1. The oxygen storage room between patient rooms 107 and 109 did not have the proper signage on the door to indicate that oxygen was stored within.
2. Combustibles supplies were stored within 20 feet of oxygen cylinders.
3. 12 Size E cylinders were intermixed with full and empty cylinders.
4. No signage was provided indicating as to identify full or empty oxygen cylinders.

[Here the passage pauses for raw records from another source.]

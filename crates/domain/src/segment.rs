//! Segment models
//!
//! A segment is a named, rule-defined subset of a product's users or
//! accounts. The rule definition is an opaque structured payload passed
//! through to the server unmodified.

use serde::{Deserialize, Serialize};

/// A segment as returned by the server.
///
/// A segment returned from create always carries a non-empty id; a
/// segment submitted for update or delete must carry one.
#[derive(Debug, Clone, PartialEq, Serialize, Deserialize)]
#[serde(rename_all = "camelCase")]
pub struct Segment {
    pub id: String,
    pub name: String,
    #[serde(default, skip_serializing_if = "Option::is_none")]
    pub description: Option<String>,
    /// Opaque rule definition, passed through unmodified.
    #[serde(default, skip_serializing_if = "Option::is_none")]
    pub rule: Option<serde_json::Value>,
}

/// Payload for creating a new segment. The server assigns the id.
#[derive(Debug, Clone, PartialEq, Serialize, Deserialize)]
#[serde(rename_all = "camelCase")]
pub struct SegmentDraft {
    pub name: String,
    #[serde(skip_serializing_if = "Option::is_none")]
    pub description: Option<String>,
    #[serde(skip_serializing_if = "Option::is_none")]
    pub rule: Option<serde_json::Value>,
}

impl SegmentDraft {
    pub fn new(name: impl Into<String>) -> Self {
        Self { name: name.into(), description: None, rule: None }
    }

    pub fn description(mut self, description: impl Into<String>) -> Self {
        self.description = Some(description.into());
        self
    }

    pub fn rule(mut self, rule: serde_json::Value) -> Self {
        self.rule = Some(rule);
        self
    }
}

/// Partial update for an existing segment. Only the populated fields are
/// sent; an all-empty patch is rejected before any network call.
#[derive(Debug, Clone, Default, PartialEq, Serialize, Deserialize)]
#[serde(rename_all = "camelCase")]
pub struct SegmentPatch {
    #[serde(skip_serializing_if = "Option::is_none")]
    pub name: Option<String>,
    #[serde(skip_serializing_if = "Option::is_none")]
    pub description: Option<String>,
    #[serde(skip_serializing_if = "Option::is_none")]
    pub rule: Option<serde_json::Value>,
}

impl SegmentPatch {
    pub fn name(mut self, name: impl Into<String>) -> Self {
        self.name = Some(name.into());
        self
    }

    pub fn description(mut self, description: impl Into<String>) -> Self {
        self.description = Some(description.into());
        self
    }

    pub fn rule(mut self, rule: serde_json::Value) -> Self {
        self.rule = Some(rule);
        self
    }

    pub fn is_empty(&self) -> bool {
        self.name.is_none() && self.description.is_none() && self.rule.is_none()
    }
}

/// Confirmation marker returned by a successful delete.
#[derive(Debug, Clone, PartialEq, Eq, Serialize, Deserialize)]
#[serde(rename_all = "camelCase")]
pub struct Deleted {
    pub id: String,
}

#[cfg(test)]
mod tests {
    use super::*;

    #[test]
    fn draft_builder_populates_fields() {
        let draft = SegmentDraft::new("Power Users").description("active weekly");
        assert_eq!(draft.name, "Power Users");
        assert_eq!(draft.description.as_deref(), Some("active weekly"));
        assert!(draft.rule.is_none());
    }

    #[test]
    fn empty_patch_is_detected() {
        assert!(SegmentPatch::default().is_empty());
        assert!(!SegmentPatch::default().name("Renamed").is_empty());
    }

    #[test]
    fn patch_serializes_only_populated_fields() {
        let patch = SegmentPatch::default().description("new text");
        let json = serde_json::to_value(&patch).expect("serialize");
        assert!(json.get("name").is_none());
        assert_eq!(json["description"], "new text");
    }

    #[test]
    fn segment_deserializes_with_missing_optionals() {
        let segment: Segment =
            serde_json::from_value(serde_json::json!({"id": "seg-1", "name": "Trial"}))
                .expect("deserialize");
        assert_eq!(segment.id, "seg-1");
        assert!(segment.description.is_none());
        assert!(segment.rule.is_none());
    }
}
//! Domain operations
//!
//! [`ApiClient`] is the public surface: segment CRUD, visitor/account
//! queries, and activity aggregation. Each operation validates its
//! input, builds a request, drives the retry loop, and wraps the
//! outcome in an [`Envelope`]. No error crosses this boundary in any
//! other form.

use std::sync::Arc;

use reqwest::StatusCode;
use serde::de::DeserializeOwned;
use serde::Deserialize;
use tracing::{debug, instrument, warn};
use vantage_domain::{
    AccountRecord, AggregationRow, ClientConfig, Credentials, Deleted, EntityKind, Envelope,
    QuerySpec, Result, Segment, SegmentDraft, SegmentPatch, VantageError, VisitorRecord,
};

use crate::page::{PageCursor, PageResponse};
use crate::request::{ApiRequest, Endpoint, RequestBuilder};
use crate::retry::RetryPolicy;
use crate::transport::{HttpTransport, RawResponse, Transport};
use crate::wire::{to_wire, WireQuery};

/// API client for the Vantage platform.
///
/// One instance serves one command invocation; operations run one at a
/// time and share the credentials and the transport's connection pool.
pub struct ApiClient {
    transport: Arc<dyn Transport>,
    requests: RequestBuilder,
    retry: RetryPolicy,
}

impl ApiClient {
    /// Create a client over the production HTTP transport.
    ///
    /// # Errors
    /// Returns `VantageError::Config` if the transport cannot be built.
    pub fn new(config: ClientConfig, credentials: Arc<Credentials>) -> Result<Self> {
        let transport = HttpTransport::new(config.base_url.clone()).map_err(|err| {
            VantageError::Config(format!("failed to build HTTP transport: {}", err))
        })?;

        Ok(Self {
            transport: Arc::new(transport),
            requests: RequestBuilder::new(credentials, config.timeout),
            retry: RetryPolicy::default(),
        })
    }

    /// Create a builder for fluent configuration.
    pub fn builder() -> ApiClientBuilder {
        ApiClientBuilder::default()
    }

    // ---- segment CRUD ----

    /// List all segments for the subscription.
    pub async fn list_segments(&self) -> Envelope<Vec<Segment>> {
        self.try_list_segments().await.into()
    }

    async fn try_list_segments(&self) -> Result<Vec<Segment>> {
        let request = self.requests.build(Endpoint::ListSegments, Vec::new(), None)?;
        let response = self.execute(request).await?;
        let body: SegmentListBody = decode(&self.check_status(response)?)?;
        Ok(body.into_segments())
    }

    /// Create a new segment. The server assigns the id.
    #[instrument(skip(self, draft), fields(name = %draft.name))]
    pub async fn create_segment(&self, draft: &SegmentDraft) -> Envelope<Segment> {
        self.try_create_segment(draft).await.into()
    }

    async fn try_create_segment(&self, draft: &SegmentDraft) -> Result<Segment> {
        if draft.name.trim().is_empty() {
            return Err(VantageError::Validation(
                "segment name must not be empty".to_string(),
            ));
        }

        let body = serde_json::to_value(draft)
            .map_err(|err| VantageError::Validation(format!("unencodable segment: {}", err)))?;
        let request = self.requests.build(Endpoint::CreateSegment, Vec::new(), Some(body))?;
        let response = self.execute(request).await?;
        let segment: Segment = decode(&self.check_status(response)?)?;

        if segment.id.is_empty() {
            return Err(VantageError::Api(
                "server returned a created segment without an id".to_string(),
            ));
        }
        Ok(segment)
    }

    /// Update an existing segment. At least one field must be set.
    #[instrument(skip(self, patch), fields(id = %id))]
    pub async fn update_segment(&self, id: &str, patch: &SegmentPatch) -> Envelope<Segment> {
        self.try_update_segment(id, patch).await.into()
    }

    async fn try_update_segment(&self, id: &str, patch: &SegmentPatch) -> Result<Segment> {
        if id.is_empty() {
            return Err(VantageError::Validation(
                "segment id is required for update".to_string(),
            ));
        }
        if patch.is_empty() {
            return Err(VantageError::Validation(
                "update requires at least one field".to_string(),
            ));
        }

        let body = serde_json::to_value(patch)
            .map_err(|err| VantageError::Validation(format!("unencodable patch: {}", err)))?;
        let request =
            self.requests.build(Endpoint::UpdateSegment { id }, Vec::new(), Some(body))?;
        let response = self.execute(request).await?;
        decode(&self.check_status(response)?)
    }

    /// Delete a segment.
    #[instrument(skip(self), fields(id = %id))]
    pub async fn delete_segment(&self, id: &str) -> Envelope<Deleted> {
        self.try_delete_segment(id).await.into()
    }

    async fn try_delete_segment(&self, id: &str) -> Result<Deleted> {
        if id.is_empty() {
            return Err(VantageError::Validation(
                "segment id is required for delete".to_string(),
            ));
        }

        let request = self.requests.build(Endpoint::DeleteSegment { id }, Vec::new(), None)?;
        let response = self.execute(request).await?;
        self.check_status(response)?;
        Ok(Deleted { id: id.to_string() })
    }

    // ---- queries ----

    /// Query visitor records, draining all pages.
    pub async fn query_visitors(&self, spec: &QuerySpec) -> Envelope<Vec<VisitorRecord>> {
        self.try_query(spec, EntityKind::Visitor, false).await.into()
    }

    /// Query account records, draining all pages.
    pub async fn query_accounts(&self, spec: &QuerySpec) -> Envelope<Vec<AccountRecord>> {
        self.try_query(spec, EntityKind::Account, false).await.into()
    }

    /// Run an activity aggregation. A group-by clause is required; the
    /// result has one row per group-by combination.
    pub async fn query_activity(&self, spec: &QuerySpec) -> Envelope<Vec<AggregationRow>> {
        self.try_query(spec, EntityKind::Activity, true).await.into()
    }

    async fn try_query<T: DeserializeOwned>(
        &self,
        spec: &QuerySpec,
        expected: EntityKind,
        require_group_by: bool,
    ) -> Result<Vec<T>> {
        if spec.entity != expected {
            return Err(VantageError::Validation(format!(
                "expected a {} spec, got {}",
                expected, spec.entity
            )));
        }
        if require_group_by && spec.group_by.is_empty() {
            return Err(VantageError::Validation(
                "activity queries require a group-by clause".to_string(),
            ));
        }

        let wire = to_wire(spec)?;
        self.drain_pages(&wire).await
    }

    /// Fetch every page of a paginated query, strictly sequentially.
    ///
    /// A failure on any page fails the whole operation; partial results
    /// are discarded because aggregation correctness is not guaranteed
    /// from an incomplete scan.
    async fn drain_pages<T: DeserializeOwned>(&self, wire: &WireQuery) -> Result<Vec<T>> {
        let mut cursor = PageCursor::start();
        let mut items = Vec::new();

        loop {
            let body = wire.to_body(cursor.token());
            let request = self.requests.build(Endpoint::Aggregation, Vec::new(), Some(body))?;
            let response = self.check_status(self.execute(request).await?)?;
            let page: PageResponse<T> = decode(&response)?;

            items.extend(page.results);
            cursor.advance(page.next_token);
            if cursor.is_exhausted() {
                break;
            }
        }

        Ok(items)
    }

    // ---- transport + retry ----

    /// Send a request, retrying transient failures with exponential
    /// backoff. Transport failures and HTTP 429/502/503/504 retry; any
    /// other status is returned to the caller for mapping.
    #[instrument(skip(self, request), fields(path = %request.path))]
    async fn execute(&self, request: ApiRequest) -> Result<RawResponse> {
        let attempts = self.retry.max_attempts.max(1);

        for attempt in 1..=attempts {
            match self.transport.send(request.clone()).await {
                Ok(response) => {
                    if RetryPolicy::retryable_status(response.status) && attempt < attempts {
                        warn!(
                            attempt,
                            status = %response.status,
                            "transient HTTP status, retrying"
                        );
                        tokio::time::sleep(self.retry.backoff_delay(attempt)).await;
                        continue;
                    }
                    return Ok(response);
                }
                Err(err) => {
                    if attempt < attempts {
                        warn!(attempt, error = %err, "transport failure, retrying");
                        tokio::time::sleep(self.retry.backoff_delay(attempt)).await;
                        continue;
                    }
                    return Err(VantageError::Transport(err.to_string()));
                }
            }
        }

        // attempts >= 1, so the loop always returns
        Err(VantageError::Transport("retries exhausted without a result".to_string()))
    }

    /// Map an HTTP error status to the error taxonomy, passing the
    /// server-reported message through.
    fn check_status(&self, response: RawResponse) -> Result<RawResponse> {
        let status = response.status;
        if status.is_success() {
            return Ok(response);
        }

        let message = error_message(&response);
        debug!(%status, %message, "API request failed");

        match status {
            StatusCode::NOT_FOUND => Err(VantageError::NotFound(message)),
            StatusCode::UNAUTHORIZED | StatusCode::FORBIDDEN => Err(VantageError::Auth(message)),
            _ => Err(VantageError::Api(format!("HTTP {}: {}", status.as_u16(), message))),
        }
    }
}

/// Extract the server's error message from a failure body, falling back
/// to the raw text and then the status reason.
fn error_message(response: &RawResponse) -> String {
    if let Ok(value) = serde_json::from_slice::<serde_json::Value>(&response.body) {
        if let Some(message) = value.get("message").and_then(serde_json::Value::as_str) {
            return message.to_string();
        }
    }
    let text = response.body_text();
    if text.is_empty() {
        response.status.canonical_reason().unwrap_or("request failed").to_string()
    } else {
        text
    }
}

fn decode<T: DeserializeOwned>(response: &RawResponse) -> Result<T> {
    serde_json::from_slice(&response.body)
        .map_err(|err| VantageError::Api(format!("failed to parse response body: {}", err)))
}

/// The segment list endpoint returns either a bare array or a wrapped
/// `{"results": [...]}` object depending on API version.
#[derive(Deserialize)]
#[serde(untagged)]
enum SegmentListBody {
    Wrapped { results: Vec<Segment> },
    Bare(Vec<Segment>),
}

impl SegmentListBody {
    fn into_segments(self) -> Vec<Segment> {
        match self {
            Self::Wrapped { results } => results,
            Self::Bare(segments) => segments,
        }
    }
}

/// Builder for [`ApiClient`].
#[derive(Default)]
pub struct ApiClientBuilder {
    config: Option<ClientConfig>,
    credentials: Option<Arc<Credentials>>,
    transport: Option<Arc<dyn Transport>>,
    retry: Option<RetryPolicy>,
}

impl ApiClientBuilder {
    pub fn config(mut self, config: ClientConfig) -> Self {
        self.config = Some(config);
        self
    }

    pub fn credentials(mut self, credentials: Arc<Credentials>) -> Self {
        self.credentials = Some(credentials);
        self
    }

    /// Override the transport (test doubles).
    pub fn transport(mut self, transport: Arc<dyn Transport>) -> Self {
        self.transport = Some(transport);
        self
    }

    pub fn retry(mut self, retry: RetryPolicy) -> Self {
        self.retry = Some(retry);
        self
    }

    /// Build the client.
    ///
    /// # Errors
    /// Returns `VantageError::Config` if credentials are missing or the
    /// transport cannot be created.
    pub fn build(self) -> Result<ApiClient> {
        let config = self.config.unwrap_or_default();
        let credentials = self
            .credentials
            .ok_or_else(|| VantageError::Config("credentials not set".to_string()))?;

        let transport: Arc<dyn Transport> = match self.transport {
            Some(transport) => transport,
            None => Arc::new(HttpTransport::new(config.base_url.clone()).map_err(|err| {
                VantageError::Config(format!("failed to build HTTP transport: {}", err))
            })?),
        };

        Ok(ApiClient {
            transport,
            requests: RequestBuilder::new(credentials, config.timeout),
            retry: self.retry.unwrap_or_default(),
        })
    }
}
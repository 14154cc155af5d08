//! Query wire model
//!
//! Translates a [`QuerySpec`] into the aggregation pipeline body the
//! platform accepts. Translation is where the spec is validated: window
//! form, window bounds, and field allow-lists are all checked here,
//! before any network call.

use chrono::{DateTime, Duration as ChronoDuration, Utc};
use serde_json::{json, Value};
use uuid::Uuid;
use vantage_domain::{Comparison, EntityKind, QuerySpec, Result, VantageError};

/// Fields a visitor query may filter or group on.
const VISITOR_FIELDS: &[&str] =
    &["visitorId", "accountId", "country", "browser", "firstVisit", "lastVisit"];

/// Fields an account query may filter or group on.
const ACCOUNT_FIELDS: &[&str] = &["accountId", "plan", "country", "firstVisit", "lastVisit"];

/// Fields an activity query may filter or group on.
const ACTIVITY_FIELDS: &[&str] = &[
    "eventName",
    "visitorId",
    "accountId",
    "day",
    "hour",
    "numEvents",
    "numMinutes",
    "visitor.country",
];

fn allowed_fields(entity: EntityKind) -> &'static [&'static str] {
    match entity {
        EntityKind::Visitor => VISITOR_FIELDS,
        EntityKind::Account => ACCOUNT_FIELDS,
        EntityKind::Activity => ACTIVITY_FIELDS,
    }
}

/// A query translated to the wire format, ready to be posted to the
/// aggregation endpoint. The pipeline is fixed once built; only the
/// pagination cursor varies between page requests.
#[derive(Debug, Clone, PartialEq)]
pub struct WireQuery {
    request_id: String,
    pipeline: Vec<Value>,
}

impl WireQuery {
    pub fn request_id(&self) -> &str {
        &self.request_id
    }

    /// Render the request body, echoing the continuation token from the
    /// previous page when one is held.
    pub fn to_body(&self, cursor: Option<&str>) -> Value {
        let mut body = json!({
            "response": {"mimeType": "application/json"},
            "request": {
                "requestId": self.request_id,
                "pipeline": self.pipeline,
            },
        });
        if let Some(token) = cursor {
            body["cursor"] = Value::String(token.to_string());
        }
        body
    }
}

/// Translate a query spec into its wire form.
///
/// A relative window resolves to `[now - N days, now)` on the process
/// clock at this call, not when the spec was built. Group-by ordering is
/// preserved into the pipeline because it determines output column
/// order.
///
/// # Errors
/// Returns `VantageError::Validation` if both or neither window form is
/// present, if `N <= 0`, if an explicit window is not `start < end`, or
/// if a filter/group-by field is not in the allow-list for the spec's
/// entity kind.
pub fn to_wire(spec: &QuerySpec) -> Result<WireQuery> {
    let (start, end) = resolve_window(spec, Utc::now())?;

    let allowed = allowed_fields(spec.entity);
    for field in spec.filters.keys() {
        if !allowed.contains(&field.as_str()) {
            return Err(VantageError::Validation(format!(
                "filter field '{}' is not valid for {} queries",
                field, spec.entity
            )));
        }
    }
    for field in &spec.group_by {
        if !allowed.contains(&field.as_str()) {
            return Err(VantageError::Validation(format!(
                "group-by field '{}' is not valid for {} queries",
                field, spec.entity
            )));
        }
    }

    let mut pipeline = vec![source_stage(spec.entity, start, end)];

    for (field, comparison) in &spec.filters {
        pipeline.push(json!({"filter": filter_expression(field, comparison)?}));
    }

    if !spec.group_by.is_empty() {
        pipeline.push(group_stage(spec));
    }

    let request_id = format!("{}-{}", spec.entity, Uuid::new_v4());
    Ok(WireQuery { request_id, pipeline })
}

fn resolve_window(
    spec: &QuerySpec,
    now: DateTime<Utc>,
) -> Result<(DateTime<Utc>, DateTime<Utc>)> {
    match (spec.last_days, spec.between) {
        (Some(_), Some(_)) => Err(VantageError::Validation(
            "time window must be either relative or explicit, not both".to_string(),
        )),
        (None, None) => Err(VantageError::Validation(
            "a time window is required: set last_days or an explicit start/end".to_string(),
        )),
        (Some(days), None) => {
            if days <= 0 {
                return Err(VantageError::Validation(format!(
                    "last_days must be positive, got {}",
                    days
                )));
            }
            Ok((now - ChronoDuration::days(days), now))
        }
        (None, Some((start, end))) => {
            if start >= end {
                return Err(VantageError::Validation(format!(
                    "window start {} must be before end {}",
                    start, end
                )));
            }
            Ok((start, end))
        }
    }
}

fn source_stage(entity: EntityKind, start: DateTime<Utc>, end: DateTime<Utc>) -> Value {
    let source_key = match entity {
        EntityKind::Visitor => "visitors",
        EntityKind::Account => "accounts",
        EntityKind::Activity => "trackEvents",
    };
    let days = (end - start).num_days().max(1);

    json!({
        "source": {
            source_key: {},
            "timeSeries": {
                "period": "dayRange",
                "first": start.timestamp_millis(),
                "count": days,
            },
        },
    })
}

fn filter_expression(field: &str, comparison: &Comparison) -> Result<String> {
    // serde_json renders strings quoted and numbers bare, which is
    // exactly the expression syntax the pipeline filter stage expects.
    let operand = serde_json::to_string(comparison.operand())
        .map_err(|err| VantageError::Validation(format!("unencodable filter operand: {}", err)))?;
    Ok(format!("{}{}{}", field, comparison.operator(), operand))
}

fn group_stage(spec: &QuerySpec) -> Value {
    let count_field = match spec.entity {
        EntityKind::Account => "accountId",
        EntityKind::Visitor | EntityKind::Activity => "visitorId",
    };

    let mut aggregates = serde_json::Map::new();
    aggregates.insert("count".to_string(), json!({"count": count_field}));
    if spec.entity == EntityKind::Activity {
        aggregates.insert("totalEvents".to_string(), json!({"sum": "numEvents"}));
    }

    json!({
        "group": {
            "group": spec.group_by,
            "fields": aggregates,
        },
    })
}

During an interview on 5-22-19 at 12:52 pm, Maintenance Staff A confirmed the oxygen cylinders were intermixed and not physically separated, no signage was present to indicate empty or full cylinders and the door failed to have proper signage to indicate oxygen was stored within.

NFPA Standard:

2012 ed.; NFPA 99, 11.3.2.3
Oxidizing gases such as oxygen and nitrous oxide shall be separated from combustibles or materials by one of the following:
(1) Minimum distance of 6.1 m (20 ft)
(2) Minimum distance of 1.5 m (5 ft) if the entire storage location is protected by an automatic sprinkler system designed in accordance with NFPA 13, Standard for the Installation of Sprinkler Systems
(3) Enclosed cabinet of noncombustible construction having a minimum fire protection rating of 1/2 hour

2012 ed.; NFPA 99, 11.3.4.1
A precautionary sign, readable from a distance of 1.5 m (5 ft), shall be displayed on each door or gate of the storage room or enclosure.